Лекции о Прусте (психологическая топология пути) — страница 92 из 120

Но вернемся к цитате. И это же относится к наслаждению любви. А дальше Пруст в скобках замечает, уже для себя, на прилепленной странице:

Конечно, здесь нужно попытаться сомкнуть это (или завязать) на то, о чем я уже говорил, на то, что я любил Альбертину, Жильберту и т. д., но это всегда было одно и то же чувство, и, может быть, сомкнуть это с позами моделей для любви.
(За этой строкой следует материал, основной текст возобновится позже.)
#![no_main]

use libfuzzer_sys::fuzz_target;
use rust_decimal::Decimal;

fuzz_target!(|data: &[u8]| {
    if let Ok(s) = std::str::from_utf8(data) {
        // Must not panic — errors are fine, panics are bugs.
        if let Ok(pattern) = rechnung::core::DecimalPattern::parse(s) {
            let _ = pattern.format(
                Decimal::new(123456789, 3),
                &rechnung::core::DecimalSymbols::default(),
            );
        }
    }
});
Тема, существенная для Пруста; она фигурирует у него в связи с ответом на вопрос: какое действительное значение люди, даже близкие, любимые, имеют для нас? Когда интеллектуальная честность заставляет нас признать, что на самом деле они имеют такое же значение, что и модели, которые позируют художникам для картины. Под картиной здесь имеется в виду акт понимания, — то есть они служат нам для того, чтобы что-то понять. Поэтому Пруст пишет — я возвращаю вас к другой цитате: Мне следовало примириться с этим (III,905). Я уже рассказывал о том, как вообще происходит процесс высвобождения или дискретного извлечения смысла, останавливающего дурную повторяемость и переводящего нас в другое измерение, в котором мы можем обновлять источники нашего чувства. Но выйдя в это измерение (где мы бесконечно можем обновлять и воспроизводить их вопреки законам природы), нужно честно сказать себе, что есть плата за этот выход. И плата следующая:

Поскольку ничто не может длиться, если не становится общим, и если дух умирает самому себе, то нужно примириться с идеей, что даже существа, которые были самыми дорогими для писателя, в конечном итоге сыграли роль лишь позирующих моделей, подобно тому, как это происходит у художников.
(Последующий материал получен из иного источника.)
pub mod handlers;
pub mod routes;

pub use routes::*;

use crate::error::Result;
use crate::feedback::FeedbackService;
use crate::ml::{ModelRegistry, PredictionConfig, Predictor, Trainer};
use crate::state::{IncidentRepository, ModelStore};
use std::sync::Arc;
use std::time::Instant;

/// Shared application state
#[derive(Clone)]
pub struct AppState {
    pub repository: Arc<dyn IncidentRepository>,
    pub trainer: Arc<Trainer>,
    pub predictor: Arc<Predictor>,
    pub feedback: Arc<FeedbackService>,
    pub metrics_enabled: bool,
    pub started_at: Instant,
}

impl AppState {
    /// Wire the services on top of the two stores
    pub fn new(
        repository: Arc<dyn IncidentRepository>,
        model_store: Arc<dyn ModelStore>,
        config: PredictionConfig,
    ) -> Result<Self> {
        let config = Arc::new(config);
        let registry = ModelRegistry::new(model_store);
        let trainer = Trainer::new(repository.clone(), registry, config.clone());
        let predictor = Predictor::new(repository.clone(), trainer.clone(), config.clone())?;
        let feedback = FeedbackService::new(repository.clone(), trainer.clone(), config);

        Ok(Self {
            repository,
            trainer: Arc::new(trainer),
            predictor: Arc::new(predictor),
            feedback: Arc::new(feedback),
            metrics_enabled: false,
            started_at: Instant::now(),
        })
    }

    /// Expose `GET /metrics`
    pub fn with_metrics(mut self, enabled: bool) -> Self {
        self.metrics_enabled = enabled;
        self
    }
}
pub mod delegation;
pub mod feedback;
pub mod incident;
pub mod risk;

pub use delegation::*;
pub use feedback::*;
pub use incident::*;
pub use risk::*;
use crate::error::{AppError, Result};
use crate::state::ModelStore;
use async_trait::async_trait;
use chrono::{DateTime, Utc};
use dashmap::DashMap;
use serde::{Deserialize, Serialize};
use std::sync::Arc;

/// Value envelope written by every model store backend
#[derive(Debug, Clone, Serialize, Deserialize, PartialEq)]
pub struct StoredEntry {
    pub stored_at: DateTime<Utc>,
    pub bytes: Vec<u8>,
}

impl StoredEntry {
    pub fn new(bytes: Vec<u8>) -> Self {
        Self {
            stored_at: Utc::now(),
            bytes,
        }
    }

    pub fn encode(&self) -> Result<Vec<u8>> {
        bincode::serialize(self)
            .map_err(|e| AppError::Serialization(format!("Failed to encode stored entry: {}", e)))
    }

    pub fn decode(raw: &[u8]) -> Result<Self> {
        bincode::deserialize(raw)
            .map_err(|e| AppError::Serialization(format!("Failed to decode stored entry: {}", e)))
    }
}

/// Volatile model store backed by a concurrent map
#[derive(Clone, Default)]
pub struct InMemoryModelStore {
    entries: Arc<DashMap<String, StoredEntry>>,
}

impl InMemoryModelStore {
    pub fn new() -> Self {
        Self::default()
    }

    /// Write a value with an explicit timestamp
    pub fn put_with_timestamp(&self, key: &str, value: Vec<u8>, stored_at: DateTime<Utc>) {
        self.entries.insert(
            key.to_string(),
            StoredEntry {
                stored_at,
                bytes: value,
            },
        );
    }

    pub fn len(&self) -> usize {
        self.entries.len()
    }

    pub fn is_empty(&self) -> bool {
        self.entries.is_empty()
    }
}

#[async_trait]
impl ModelStore for InMemoryModelStore {
    async fn get(&self, key: &str) -> Result<Option<Vec<u8>>> {
        Ok(self.entries.get(key).map(|entry| entry.bytes.clone()))
    }

    async fn put(&self, key: &str, value: Vec<u8>) -> Result<()> {
        self.entries
            .insert(key.to_string(), StoredEntry::new(value));
        Ok(())
    }

    async fn exists(&self, key: &str) -> Result<bool> {
        Ok(self.entries.contains_key(key))
    }

    async fn last_modified(&self, key: &str) -> Result<Option<DateTime<Utc>>> {
        Ok(self.entries.get(key).map(|entry| entry.stored_at))
    }

    async fn remove(&self, key: &str) -> Result<()> {
        self.entries.remove(key);
        Ok(())
    }
}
Такого рода примеры и говорят нам о том, куда и как прорастает и какие последствия имеет для нашей жизни, — и реальной, и душевной, — то, что, вслед за Прустом, я называю метафизическим апостериори. Заканчивая тему пафосов и смертей в связи с проблемой необратимости, я хочу обратить внимание на следующую вещь, которую на самом деле очень трудно уловить. Может быть потому, что она лежит где-то на самой границе невыразимого и понимать ее можно на какие-то молниеподобные секунды, а потом ощущение того, что понимал, — остается, а понимание исчезает. Его нужно снова восстанавливать. Поскольку есть какие-то предельные точки, на которых мы не можем усесться, они как бы намылены, и мы все время соскальзываем вниз и потом снова должны карабкаться наверх…
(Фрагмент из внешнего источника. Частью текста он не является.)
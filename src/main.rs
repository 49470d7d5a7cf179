use risk_forecast::{
    api::{build_router, AppState},
    config::Config,
    state::{create_model_store, create_repository},
};
use tracing_subscriber::{layer::SubscriberExt, util::SubscriberInitExt};

#[tokio::main]
async fn main() -> Result<(), Box<dyn std::error::Error>> {
    // Load configuration
    let (config, load_error) = match Config::load() {
        Ok(config) => (config, None),
        Err(e) => (Config::default(), Some(e)),
    };

    // Initialize tracing
    let filter = tracing_subscriber::EnvFilter::try_from_default_env().unwrap_or_else(|_| {
        format!(
            "risk_forecast={},tower_http=info",
            config.observability.log_level
        )
        .into()
    });
    if config.observability.json_logs {
        tracing_subscriber::registry()
            .with(filter)
            .with(tracing_subscriber::fmt::layer().json())
            .init();
    } else {
        tracing_subscriber::registry()
            .with(filter)
            .with(tracing_subscriber::fmt::layer())
            .init();
    }

    if let Some(e) = load_error {
        tracing::warn!("Failed to load configuration: {}", e);
        tracing::warn!("Using default configuration");
    }

    tracing::info!("Starting Risk Forecast v{}", env!("CARGO_PKG_VERSION"));

    // Initialize Prometheus metrics
    let metrics_enabled = if config.observability.prometheus_enabled {
        match risk_forecast::metrics::init_metrics() {
            Ok(()) => {
                tracing::info!("Prometheus metrics initialized");
                true
            }
            Err(e) => {
                tracing::warn!("Failed to initialize metrics: {}", e);
                tracing::warn!("Continuing without metrics");
                false
            }
        }
    } else {
        tracing::info!("Prometheus metrics disabled in configuration");
        false
    };

    // Initialize storage backends
    let repository = create_repository(&config.database).await?;
    tracing::info!(in_memory = config.database.is_in_memory(), "Incident repository initialized");

    let model_store = create_model_store(&config.model_store)?;
    tracing::info!(backend = ?config.model_store.backend, "Model store initialized");

    let app_state = AppState::new(repository, model_store, config.prediction.clone())?
        .with_metrics(metrics_enabled);
    let app = build_router(app_state, &config.server);

    // Start HTTP server
    let http_addr = config.bind_address();
    let listener = tokio::net::TcpListener::bind(&http_addr).await?;

    tracing::info!("HTTP API server listening on http://{}", http_addr);
    tracing::info!("   Health check: http://{}/health", http_addr);
    tracing::info!("   Incidents: http://{}/incidentes", http_addr);

    let server = tokio::spawn(async move {
        if let Err(e) = axum::serve(listener, app).await {
            tracing::error!("HTTP server error: {}", e);
        }
    });

    tokio::select! {
        _ = server => {
            tracing::warn!("HTTP server stopped");
        }
        _ = tokio::signal::ctrl_c() => {
            tracing::info!("Shutdown signal received");
        }
    }

    tracing::info!("Shutting down gracefully...");
    Ok(())
}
Я как-то цитировал кусочек из Пруста, где шла речь о небезызвестном вам Ромене Роллане. Вы помните, что Пруст весьма сурово и презрительно, и в общем-то заслуженно отнесся к Роллану. Основной упрек, который он ему адресует, — невыполнение писательского долга, который, по глубокому убеждению Пруста, состоит в том, что писатель должен углубиться в самого себя, писать не для других, а только для себя. Пруст на этом настаивал, потому что в его время, как и сегодня, была распространена так называемая социальная литература, формулирующая социальные программы, разоблачающая определенные классы, людей и так далее. И Пруст говорит: вы в головы других бросаете свои огненные снаряды и стрелы, а сами в себя не заглянули. И если вы оправдываетесь, что пишете для народа, — то это ложь перед самим собой, потому что единственный способ писать для других — это не думать о них, а писать из себя и для себя, опускаясь в свое единственное, подлинное и скрытое внутреннее «я». Но сейчас для нас более важен другой аспект. Когда Ромен Роллан пишет, цитирую, —

…думая о других, когда он разоблачает… художников, работающих якобы в стиле искусства для искусства (дальше приводится фраза гневного Роллана, который разоблачает спертый воздух часовен, в котором можно задохнуться), не пытаясь увидеть, в чем, собственно говоря, они согрешили, и углубиться в вечную часть впечатления, которое они на него производят, чтобы выявить то вечное, что это впечатление содержит так же, как его содержит дыхание боярышника или любая другая вещь… то все это делается потому, что не стремятся увидеть до конца (р.309).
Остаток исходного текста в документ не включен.